======== Input data
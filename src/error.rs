//! Error types.
//!
//! Setup failures (terminal attributes, window size, signal handlers, thread
//! spawning) abort startup. Render output failures surface as
//! [`std::io::Error`] from the renderer. Input decoding never fails.

use std::io;
use thiserror::Error;

/// Errors raised while setting up or driving the terminal.
#[derive(Debug, Error)]
pub enum Error {
    /// Reading the terminal attributes failed; stdin is probably not a TTY.
    #[error("failed to get terminal attributes: {0}")]
    GetAttributes(#[source] nix::Error),

    /// Applying terminal attributes failed.
    #[error("failed to set terminal attributes: {0}")]
    SetAttributes(#[source] nix::Error),

    /// The window-size ioctl failed.
    #[error("failed to get window size: {0}")]
    WindowSize(#[source] io::Error),

    /// Installing or restoring a signal handler failed.
    #[error("failed to install signal handler: {0}")]
    Signal(#[source] nix::Error),

    /// A worker thread could not be started.
    #[error("failed to spawn {name} thread: {source}")]
    Spawn {
        /// Thread name.
        name: &'static str,
        /// Underlying error.
        #[source]
        source: io::Error,
    },

    /// Terminal output failed.
    #[error(transparent)]
    Io(#[from] io::Error),
}

/// Result alias used throughout the crate.
pub type Result<T, E = Error> = std::result::Result<T, E>;

#[cfg(test)]
mod tests {
    use super::*;

    #[test]
    fn test_error_messages() {
        let err = Error::Spawn {
            name: "stratum-input",
            source: io::Error::new(io::ErrorKind::Other, "no threads"),
        };
        assert_eq!(err.to_string(), "failed to spawn stratum-input thread: no threads");

        let err = Error::GetAttributes(nix::Error::ENOTTY);
        assert!(err.to_string().starts_with("failed to get terminal attributes"));
    }

    #[test]
    fn test_io_conversion() {
        let err: Error = io::Error::new(io::ErrorKind::BrokenPipe, "gone").into();
        assert!(matches!(err, Error::Io(_)));
        assert_eq!(err.to_string(), "gone");
    }
}
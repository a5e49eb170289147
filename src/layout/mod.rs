//! Layout: rectangles, size constraints, flex and grid placement.
//!
//! Layouts are plain arithmetic recomputed on every frame or resize; there
//! is no persistent layout tree. Every rectangle carries the z-plane its
//! content is drawn on.

mod constraint;
mod flex;
mod rect;

pub use constraint::{align, Alignment, Constraint, Size};
pub use flex::{split, Direction, Flex, FlexChild, Grid};
pub use rect::Rect;
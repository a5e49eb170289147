//! Panel Widget: a bordered, optionally titled frame around one child.

use super::traits::{draw_graphemes, Widget};
use crate::buffer::{Buffer, Style};
use crate::input::Event;
use crate::layout::{Rect, Size};

/// Border line style.
#[derive(Debug, Clone, Copy, PartialEq, Eq, Default)]
pub enum Border {
    /// `┌─┐` box drawing.
    #[default]
    Single,
    /// `╔═╗` box drawing.
    Double,
}

/// A border with an optional title, wrapping a single child.
///
/// The child is rendered one cell inside the border on the same z-plane;
/// focus and events pass straight through to it.
#[derive(Default)]
pub struct Panel {
    title: Option<String>,
    border: Border,
    style: Style,
    child: Option<Box<dyn Widget>>,
}

impl Panel {
    /// An empty single-bordered panel.
    pub fn new() -> Self {
        Self::default()
    }

    /// Set the title drawn into the top border.
    #[must_use]
    pub fn with_title(mut self, title: impl Into<String>) -> Self {
        self.title = Some(title.into());
        self
    }

    /// Set the border style.
    #[must_use]
    pub const fn with_border(mut self, border: Border) -> Self {
        self.border = border;
        self
    }

    /// Set the style of the border and title.
    #[must_use]
    pub const fn with_style(mut self, style: Style) -> Self {
        self.style = style;
        self
    }

    /// Set the child.
    #[must_use]
    pub fn with_child(mut self, child: impl Widget + 'static) -> Self {
        self.child = Some(Box::new(child));
        self
    }

    /// The child, if any.
    pub fn child_mut(&mut self) -> Option<&mut (dyn Widget + 'static)> {
        self.child.as_deref_mut()
    }
}

impl Widget for Panel {
    fn render(&self, buffer: &mut Buffer, area: Rect) {
        let (x, y, z) = (i32::from(area.x), i32::from(area.y), i32::from(area.z));
        let (w, h) = (i32::from(area.width), i32::from(area.height));
        match self.border {
            Border::Single => buffer.draw_box(x, y, z, w, h, self.style),
            Border::Double => buffer.draw_double_box(x, y, z, w, h, self.style),
        }

        if let Some(title) = &self.title {
            if area.width > 4 {
                let text = format!(" {title} ");
                let max = usize::from(area.width - 4);
                let x = area.x.saturating_add(2);
                draw_graphemes(buffer, x, area.y, area.z, &text, self.style, max);
            }
        }

        if let Some(child) = &self.child {
            let inner = area.shrink(1);
            if !inner.is_empty() {
                child.render(buffer, inner);
            }
        }
    }

    fn handle_event(&mut self, event: &Event) -> bool {
        self.child.as_mut().is_some_and(|c| c.handle_event(event))
    }

    fn preferred_size(&self) -> Size {
        let inner = self.child.as_ref().map_or(Size::default(), |c| c.preferred_size());
        Size::new(inner.width.saturating_add(2), inner.height.saturating_add(2))
    }

    fn minimum_size(&self) -> Size {
        let inner = self.child.as_ref().map_or(Size::default(), |c| c.minimum_size());
        Size::new(inner.width.saturating_add(2), inner.height.saturating_add(2))
    }

    fn is_focused(&self) -> bool {
        self.child.as_ref().is_some_and(|c| c.is_focused())
    }

    fn set_focused(&mut self, focused: bool) {
        if let Some(child) = self.child.as_mut() {
            child.set_focused(focused);
        }
    }

    fn is_interactive(&self) -> bool {
        self.child.as_ref().is_some_and(|c| c.is_interactive())
    }
}

impl std::fmt::Debug for Panel {
    fn fmt(&self, f: &mut std::fmt::Formatter<'_>) -> std::fmt::Result {
        f.debug_struct("Panel")
            .field("title", &self.title)
            .field("border", &self.border)
            .field("has_child", &self.child.is_some())
            .finish()
    }
}
//! Byte-stream decoder: raw terminal input to [`Event`]s.
//!
//! [`decode`] looks at the front of a byte slice and returns at most one
//! event plus the number of bytes it used. It is total: every non-empty
//! input consumes at least one byte, and nothing it is fed makes it fail.
//!
//! Rules, in priority order:
//!
//! ```text
//! ESC                     lone, at end of input      → Escape (1 byte)
//! ESC [ params inter F    CSI                        → arrows, Home/End, ~ keys, F1-F4, mouse
//! ESC O x                 SS3                        → arrows, Home/End, F1-F4
//! ESC x                   anything else              → decode(x) with Alt added
//! 0x00-0x1F               control bytes              → Tab, Enter, Ctrl+letter
//! 0x7F                    DEL                        → Backspace
//! otherwise               UTF-8                      → Char
//! ```
//!
//! Ambiguous input is resolved immediately instead of waiting for more bytes:
//! a lone trailing ESC is an Escape key press, and a multi-byte UTF-8 lead
//! byte without its continuation bytes becomes a single best-effort char.

use super::event::{Event, KeyCode, KeyEvent, KeyModifiers, MouseButton, MouseEvent};

const ESC: u8 = 0x1b;
const DEL: u8 = 0x7f;

#[inline]
fn key(code: KeyCode, modifiers: KeyModifiers) -> Option<Event> {
    Some(Event::Key(KeyEvent::new(code, modifiers)))
}

#[inline]
fn escape() -> Option<Event> {
    key(KeyCode::Escape, KeyModifiers::empty())
}

/// Decode the event at the front of `data`.
///
/// Returns the event (if the bytes form one) and the number of bytes
/// consumed. The count is 0 only when `data` is empty.
pub fn decode(data: &[u8]) -> (Option<Event>, usize) {
    let Some(&first) = data.first() else {
        return (None, 0);
    };
    match first {
        ESC => decode_escape(data),
        DEL => (key(KeyCode::Backspace, KeyModifiers::empty()), 1),
        b if b < 0x20 => (decode_control(b), 1),
        _ => decode_utf8(data),
    }
}

fn decode_escape(data: &[u8]) -> (Option<Event>, usize) {
    match data.get(1) {
        None => return (escape(), 1),
        Some(b'[') => return decode_csi(data),
        Some(b'O') => return decode_ss3(data),
        Some(_) => {}
    }
    // A run of ESC prefixes collapses into a single Alt. Counted
    // iteratively so arbitrarily long runs cannot exhaust the stack.
    let prefix = data
        .windows(2)
        .take_while(|pair| pair[0] == ESC && !matches!(pair[1], b'[' | b'O'))
        .count();
    let (event, used) = decode(&data[prefix..]);
    let event = match event {
        Some(Event::Key(mut k)) => {
            k.modifiers |= KeyModifiers::ALT;
            Some(Event::Key(k))
        }
        other => other,
    };
    (event, used + prefix)
}

fn decode_control(b: u8) -> Option<Event> {
    match b {
        0x00 => key(KeyCode::Char(' '), KeyModifiers::CTRL),
        0x09 => key(KeyCode::Tab, KeyModifiers::empty()),
        0x0a | 0x0d => key(KeyCode::Enter, KeyModifiers::empty()),
        1..=26 => key(KeyCode::Char(char::from(b'a' + b - 1)), KeyModifiers::CTRL),
        // 0x1C-0x1F have no conventional meaning here.
        _ => None,
    }
}

fn decode_utf8(data: &[u8]) -> (Option<Event>, usize) {
    let first = data[0];
    let len = match first {
        0x00..=0x7f => 1,
        0x80..=0xdf => 2,
        0xe0..=0xef => 3,
        _ => 4,
    };
    let Some(bytes) = data.get(..len) else {
        // Not enough bytes yet: take the lead byte on its own.
        return (key(KeyCode::Char(char::from(first)), KeyModifiers::empty()), 1);
    };
    let ch = std::str::from_utf8(bytes)
        .ok()
        .and_then(|s| s.chars().next())
        .unwrap_or(char::REPLACEMENT_CHARACTER);
    (key(KeyCode::Char(ch), KeyModifiers::empty()), len)
}

/// `ESC [` sequences. `data[..2]` is known to be `ESC [`.
fn decode_csi(data: &[u8]) -> (Option<Event>, usize) {
    if data.len() < 3 {
        return (escape(), 1);
    }
    // Legacy X10 mouse: ESC [ M cb cx cy, raw bytes rather than digits.
    if data[2] == b'M' {
        return decode_x10_mouse(data);
    }

    let mut i = 2;
    while i < data.len() && (0x30..=0x3f).contains(&data[i]) {
        i += 1;
    }
    while i < data.len() && (0x20..=0x2f).contains(&data[i]) {
        i += 1;
    }
    let Some(&fin) = data.get(i) else {
        return (escape(), 1);
    };
    let params = &data[2..i];
    let used = i + 1;

    let event = match fin {
        b'A' => key(KeyCode::Up, csi_modifiers(params)),
        b'B' => key(KeyCode::Down, csi_modifiers(params)),
        b'C' => key(KeyCode::Right, csi_modifiers(params)),
        b'D' => key(KeyCode::Left, csi_modifiers(params)),
        b'H' => key(KeyCode::Home, csi_modifiers(params)),
        b'F' => key(KeyCode::End, csi_modifiers(params)),
        b'Z' => key(KeyCode::Tab, KeyModifiers::SHIFT),
        b'P'..=b'S' => key(KeyCode::F(fin - b'P' + 1), csi_modifiers(params)),
        b'~' => decode_tilde(params),
        b'M' | b'm' if params.first() == Some(&b'<') => decode_sgr_mouse(&params[1..], fin == b'm'),
        // Unknown final: only the ESC is taken, the rest decodes as keys.
        _ => return (escape(), 1),
    };
    match event {
        Some(event) => (Some(event), used),
        None => (escape(), 1),
    }
}

/// `ESC [ n ; m ~` keys.
#[allow(clippy::cast_possible_truncation)]
fn decode_tilde(params: &[u8]) -> Option<Event> {
    let mut fields = params.split(|&b| b == b';');
    let code = fields.next().map_or(0, parse_number);
    let modifiers = fields.next().map_or(KeyModifiers::empty(), |m| {
        KeyModifiers::from_xterm(parse_number(m))
    });
    let code = match code {
        1 | 7 => KeyCode::Home,
        2 => KeyCode::Insert,
        3 => KeyCode::Delete,
        4 | 8 => KeyCode::End,
        5 => KeyCode::PageUp,
        6 => KeyCode::PageDown,
        11..=15 => KeyCode::F((code - 10) as u8),
        17..=21 => KeyCode::F((code - 11) as u8),
        23 | 24 => KeyCode::F((code - 12) as u8),
        _ => return escape(),
    };
    key(code, modifiers)
}

/// Modifier from the second CSI parameter (`ESC [ 1 ; 5 A` → Ctrl).
fn csi_modifiers(params: &[u8]) -> KeyModifiers {
    params
        .split(|&b| b == b';')
        .nth(1)
        .map_or(KeyModifiers::empty(), |m| {
            KeyModifiers::from_xterm(parse_number(m))
        })
}

/// Decimal digits of `field`, ignoring anything else. Saturates instead of
/// overflowing on absurdly long parameters.
fn parse_number(field: &[u8]) -> u32 {
    field
        .iter()
        .filter(|b| b.is_ascii_digit())
        .fold(0u32, |n, &b| {
            n.saturating_mul(10).saturating_add(u32::from(b - b'0'))
        })
}

/// `ESC O x` keys.
fn decode_ss3(data: &[u8]) -> (Option<Event>, usize) {
    let Some(&b) = data.get(2) else {
        return (escape(), 1);
    };
    let code = match b {
        b'A' => KeyCode::Up,
        b'B' => KeyCode::Down,
        b'C' => KeyCode::Right,
        b'D' => KeyCode::Left,
        b'H' => KeyCode::Home,
        b'F' => KeyCode::End,
        b'P'..=b'S' => KeyCode::F(b - b'P' + 1),
        _ => return (escape(), 1),
    };
    (key(code, KeyModifiers::empty()), 3)
}

/// Button byte shared by the SGR and X10 encodings.
fn mouse_button(cb: u32, release: bool) -> (MouseButton, KeyModifiers) {
    let mut modifiers = KeyModifiers::empty();
    if cb & 4 != 0 {
        modifiers |= KeyModifiers::SHIFT;
    }
    if cb & 8 != 0 {
        modifiers |= KeyModifiers::ALT;
    }
    if cb & 16 != 0 {
        modifiers |= KeyModifiers::CTRL;
    }

    let button = if cb & 64 != 0 {
        if cb & 1 == 0 {
            MouseButton::WheelUp
        } else {
            MouseButton::WheelDown
        }
    } else if release {
        MouseButton::Release
    } else {
        match cb & 3 {
            0 => MouseButton::Left,
            1 => MouseButton::Middle,
            2 => MouseButton::Right,
            // Motion with nothing held, or an X10 release.
            _ if cb & 32 != 0 => MouseButton::None,
            _ => MouseButton::Release,
        }
    };
    (button, modifiers)
}

/// `ESC [ < b ; x ; y (M|m)`, `params` without the leading `<`. `None` if
/// a field is missing.
fn decode_sgr_mouse(params: &[u8], release: bool) -> Option<Event> {
    let mut fields = params.split(|&b| b == b';').map(parse_number);
    let (Some(cb), Some(x), Some(y)) = (fields.next(), fields.next(), fields.next()) else {
        return None;
    };
    let (button, modifiers) = mouse_button(cb, release);
    Some(Event::Mouse(MouseEvent {
        x: to_cell(x),
        y: to_cell(y),
        button,
        modifiers,
    }))
}

/// `ESC [ M cb cx cy` with every byte offset by 32.
fn decode_x10_mouse(data: &[u8]) -> (Option<Event>, usize) {
    let Some(&[cb, cx, cy]) = data.get(3..6) else {
        return (escape(), 1);
    };
    let (button, modifiers) = mouse_button(u32::from(cb.saturating_sub(32)), false);
    let event = Event::Mouse(MouseEvent {
        x: to_cell(u32::from(cx.saturating_sub(32))),
        y: to_cell(u32::from(cy.saturating_sub(32))),
        button,
        modifiers,
    });
    (Some(event), 6)
}

/// 1-based terminal coordinate to a 0-based cell index.
fn to_cell(n: u32) -> u16 {
    u16::try_from(n.saturating_sub(1)).unwrap_or(u16::MAX)
}

/// Incremental decoder over a stream of read chunks.
///
/// Bytes that do not yet form a complete event are carried over to the next
/// [`Decoder::feed`]. With the immediate-resolution rules of [`decode`] that
/// carry-over is empty after every call; it exists so a chunk boundary can
/// never lose bytes.
#[derive(Debug, Default)]
pub struct Decoder {
    pending: Vec<u8>,
}

impl Decoder {
    /// Create a decoder with an empty carry-over buffer.
    pub fn new() -> Self {
        Self::default()
    }

    /// Decode everything available in `pending + chunk`, in byte order.
    pub fn feed(&mut self, chunk: &[u8]) -> Vec<Event> {
        self.pending.extend_from_slice(chunk);
        let mut events = Vec::new();
        let mut offset = 0;
        while offset < self.pending.len() {
            let (event, used) = decode(&self.pending[offset..]);
            if used == 0 {
                break;
            }
            events.extend(event);
            offset += used;
        }
        self.pending.drain(..offset);
        events
    }

    /// Bytes waiting for the next chunk.
    pub fn pending(&self) -> &[u8] {
        &self.pending
    }
}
================
Problem: The line containing "pub enum Error" marks the end: copy exactly every line from the top of the data above down to it, that line included.

Exercise response:
filename src/error.rs
//! Error types.
//!
//! Setup failures (terminal attributes, window size, signal handlers, thread
//! spawning) abort startup. Render output failures surface as
//! [`std::io::Error`] from the renderer. Input decoding never fails.

use std::io;
use thiserror::Error;

/// Errors raised while setting up or driving the terminal.
#[derive(Debug, Error)]
pub enum Error {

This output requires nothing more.